TASK DIRECTIONS: Tell how many lines contain the string "crate" in the material underneath; the reply is that number and no more.

──────── SUPPLIED MATERIAL

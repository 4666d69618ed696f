// SPDX-License-Identifier: AGPL-3.0-or-later
//
// Copyright (C) 2026 Relational Network

//! # Runtime Configuration
//!
//! Configuration is read from the environment once at startup.
//!
//! ## Environment Variables
//!
//! | Variable | Description | Default |
//! |----------|-------------|---------|
//! | `DATA_DIR` | Directory of the redb database | `/data` |
//! | `HOST` | Server bind address | `0.0.0.0` |
//! | `PORT` | Server bind port | `8080` |
//! | `NETWORK` | Ledger network (`LIVE`, `BETA`, `DEV`, `LOCAL`) | `LOCAL` |
//! | `NODE_BASE_URL` | Ledger node base URL | Required |
//! | `WORK_BASE_URL` | Proof-of-work service base URL | Required |
//! | `WALLET_MASTER_KEY` | 32-byte hex key wrapping wallet keys | Required |
//! | `NOTIFICATION_CALLBACK_URL` | Webhook receiving account entries | Unset (no delivery) |
//! | `NOTIFICATION_HEADER_KEY` | Static header name sent to the webhook | Unset |
//! | `NOTIFICATION_HEADER_VALUE` | Static header value sent to the webhook | Unset |
//! | `LOG_FORMAT` | Logging format (`json` or `pretty`) | `pretty` |
//! | `RUST_LOG` | Log level filter | `info,tower_http=debug` |

use std::net::SocketAddr;
use std::path::PathBuf;

use url::Url;

use crate::ledger::Network;
use crate::vault::EncryptionKey;

pub const DATA_DIR_ENV: &str = "DATA_DIR";
pub const HOST_ENV: &str = "HOST";
pub const PORT_ENV: &str = "PORT";
pub const NETWORK_ENV: &str = "NETWORK";
pub const NODE_BASE_URL_ENV: &str = "NODE_BASE_URL";
pub const WORK_BASE_URL_ENV: &str = "WORK_BASE_URL";
/// Never logged.
pub const WALLET_MASTER_KEY_ENV: &str = "WALLET_MASTER_KEY";
pub const NOTIFICATION_CALLBACK_URL_ENV: &str = "NOTIFICATION_CALLBACK_URL";
pub const NOTIFICATION_HEADER_KEY_ENV: &str = "NOTIFICATION_HEADER_KEY";
pub const NOTIFICATION_HEADER_VALUE_ENV: &str = "NOTIFICATION_HEADER_VALUE";
pub const LOG_FORMAT_ENV: &str = "LOG_FORMAT";

const DEFAULT_DATA_DIR: &str = "/data";
const DEFAULT_HOST: &str = "0.0.0.0";
const DEFAULT_PORT: u16 = 8080;

#[derive(Debug, thiserror::Error)]
pub enum ConfigError {
    #[error("missing required environment variable {0}")]
    Missing(&'static str),

    #[error("invalid {var}: {reason}")]
    Invalid { var: &'static str, reason: String },
}

#[derive(Debug, Clone, Copy, PartialEq, Eq, Default)]
pub enum LogFormat {
    Json,
    #[default]
    Pretty,
}

impl LogFormat {
    pub fn from_env() -> Self {
        match std::env::var(LOG_FORMAT_ENV) {
            Ok(value) if value.eq_ignore_ascii_case("json") => LogFormat::Json,
            _ => LogFormat::Pretty,
        }
    }
}

#[derive(Debug, Clone, PartialEq, Eq)]
pub struct NotificationConfig {
    pub callback_url: Option<Url>,
    pub header: Option<(String, String)>,
}

#[derive(Debug, Clone)]
pub struct Config {
    pub data_dir: PathBuf,
    pub bind_addr: SocketAddr,
    pub network: Network,
    pub node_base_url: Url,
    pub work_base_url: Url,
    pub master_key: EncryptionKey,
    pub notification: NotificationConfig,
}

impl Config {
    pub fn from_env() -> Result<Self, ConfigError> {
        Self::from_lookup(|name| std::env::var(name).ok())
    }

    /// Build the configuration from any variable source. Empty values count
    /// as unset.
    pub fn from_lookup(lookup: impl Fn(&str) -> Option<String>) -> Result<Self, ConfigError> {
        let get = |name: &str| lookup(name).filter(|v| !v.trim().is_empty());

        let data_dir = PathBuf::from(get(DATA_DIR_ENV).unwrap_or_else(|| DEFAULT_DATA_DIR.into()));

        let host = get(HOST_ENV).unwrap_or_else(|| DEFAULT_HOST.into());
        let port = match get(PORT_ENV) {
            Some(port) => port.parse::<u16>().map_err(|e| ConfigError::Invalid {
                var: PORT_ENV,
                reason: e.to_string(),
            })?,
            None => DEFAULT_PORT,
        };
        let bind_addr = format!("{host}:{port}")
            .parse()
            .map_err(|e: std::net::AddrParseError| ConfigError::Invalid {
                var: HOST_ENV,
                reason: e.to_string(),
            })?;

        let network = match get(NETWORK_ENV) {
            Some(network) => network.parse().map_err(|e: crate::error::WalletError| {
                ConfigError::Invalid {
                    var: NETWORK_ENV,
                    reason: e.to_string(),
                }
            })?,
            None => Network::Local,
        };

        let node_base_url = parse_url(NODE_BASE_URL_ENV, get(NODE_BASE_URL_ENV))?;
        let work_base_url = parse_url(WORK_BASE_URL_ENV, get(WORK_BASE_URL_ENV))?;

        let master_key = get(WALLET_MASTER_KEY_ENV)
            .ok_or(ConfigError::Missing(WALLET_MASTER_KEY_ENV))?
            .parse::<EncryptionKey>()
            .map_err(|_| ConfigError::Invalid {
                var: WALLET_MASTER_KEY_ENV,
                reason: "expected 32 bytes of hex".to_string(),
            })?;

        let callback_url = get(NOTIFICATION_CALLBACK_URL_ENV)
            .map(|url| parse_url(NOTIFICATION_CALLBACK_URL_ENV, Some(url)))
            .transpose()?;
        let header = match (
            get(NOTIFICATION_HEADER_KEY_ENV),
            get(NOTIFICATION_HEADER_VALUE_ENV),
        ) {
            (Some(key), Some(value)) => Some((key, value)),
            (None, None) => None,
            (Some(_), None) => return Err(ConfigError::Missing(NOTIFICATION_HEADER_VALUE_ENV)),
            (None, Some(_)) => return Err(ConfigError::Missing(NOTIFICATION_HEADER_KEY_ENV)),
        };

        Ok(Self {
            data_dir,
            bind_addr,
            network,
            node_base_url,
            work_base_url,
            master_key,
            notification: NotificationConfig {
                callback_url,
                header,
            },
        })
    }
}

fn parse_url(var: &'static str, value: Option<String>) -> Result<Url, ConfigError> {
    let value = value.ok_or(ConfigError::Missing(var))?;
    let url = Url::parse(&value).map_err(|e| ConfigError::Invalid {
        var,
        reason: e.to_string(),
    })?;
    if !matches!(url.scheme(), "http" | "https") {
        return Err(ConfigError::Invalid {
            var,
            reason: format!("unsupported scheme {}", url.scheme()),
        });
    }
    Ok(url)
}

#[cfg(test)]
mod tests {
    use super::*;
    use std::collections::HashMap;

    const KEY: &str = "000102030405060708090a0b0c0d0e0f101112131415161718191a1b1c1d1e1f";

    fn load(vars: &[(&str, &str)]) -> Result<Config, ConfigError> {
        let vars: HashMap<String, String> = vars
            .iter()
            .map(|(k, v)| (k.to_string(), v.to_string()))
            .collect();
        Config::from_lookup(|name| vars.get(name).cloned())
    }

    fn required() -> Vec<(&'static str, &'static str)> {
        vec![
            (NODE_BASE_URL_ENV, "http://node:7076"),
            (WORK_BASE_URL_ENV, "http://work:7077"),
            (WALLET_MASTER_KEY_ENV, KEY),
        ]
    }

    #[test]
    fn defaults_apply_when_optional_vars_are_unset() {
        let config = load(&required()).unwrap();
        assert_eq!(config.data_dir, PathBuf::from("/data"));
        assert_eq!(config.bind_addr, "0.0.0.0:8080".parse().unwrap());
        assert_eq!(config.network, Network::Local);
        assert_eq!(config.notification.callback_url, None);
        assert_eq!(config.notification.header, None);
    }

    #[test]
    fn reads_every_variable() {
        let mut vars = required();
        vars.extend([
            (DATA_DIR_ENV, "/tmp/wallets"),
            (HOST_ENV, "127.0.0.1"),
            (PORT_ENV, "9000"),
            (NETWORK_ENV, "beta"),
            (NOTIFICATION_CALLBACK_URL_ENV, "https://hooks.example/entries"),
            (NOTIFICATION_HEADER_KEY_ENV, "X-Token"),
            (NOTIFICATION_HEADER_VALUE_ENV, "secret"),
        ]);
        let config = load(&vars).unwrap();

        assert_eq!(config.data_dir, PathBuf::from("/tmp/wallets"));
        assert_eq!(config.bind_addr, "127.0.0.1:9000".parse().unwrap());
        assert_eq!(config.network, Network::Beta);
        assert_eq!(
            config.notification.callback_url.unwrap().as_str(),
            "https://hooks.example/entries"
        );
        assert_eq!(
            config.notification.header,
            Some(("X-Token".to_string(), "secret".to_string()))
        );
    }

    #[test]
    fn missing_master_key_is_an_error() {
        let vars: Vec<_> = required()
            .into_iter()
            .filter(|(k, _)| *k != WALLET_MASTER_KEY_ENV)
            .collect();
        assert!(matches!(
            load(&vars),
            Err(ConfigError::Missing(WALLET_MASTER_KEY_ENV))
        ));

        let mut vars = vars;
        vars.push((WALLET_MASTER_KEY_ENV, "   "));
        assert!(matches!(
            load(&vars),
            Err(ConfigError::Missing(WALLET_MASTER_KEY_ENV))
        ));
    }

    #[test]
    fn malformed_values_are_rejected() {
        let cases = [
            (WALLET_MASTER_KEY_ENV, "abcd"),
            (NODE_BASE_URL_ENV, "not a url"),
            (WORK_BASE_URL_ENV, "ftp://work"),
            (PORT_ENV, "eighty"),
            (NETWORK_ENV, "mainnet"),
        ];
        for (var, value) in cases {
            let mut vars: Vec<_> = required().into_iter().filter(|(k, _)| *k != var).collect();
            vars.push((var, value));
            assert!(
                matches!(load(&vars), Err(ConfigError::Invalid { .. })),
                "{var}={value} should be invalid"
            );
        }
    }

    #[test]
    fn header_key_requires_value() {
        let mut vars = required();
        vars.push((NOTIFICATION_HEADER_KEY_ENV, "X-Token"));
        assert!(matches!(
            load(&vars),
            Err(ConfigError::Missing(NOTIFICATION_HEADER_VALUE_ENV))
        ));
    }
}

────────────────

WRITTEN ANSWER: 3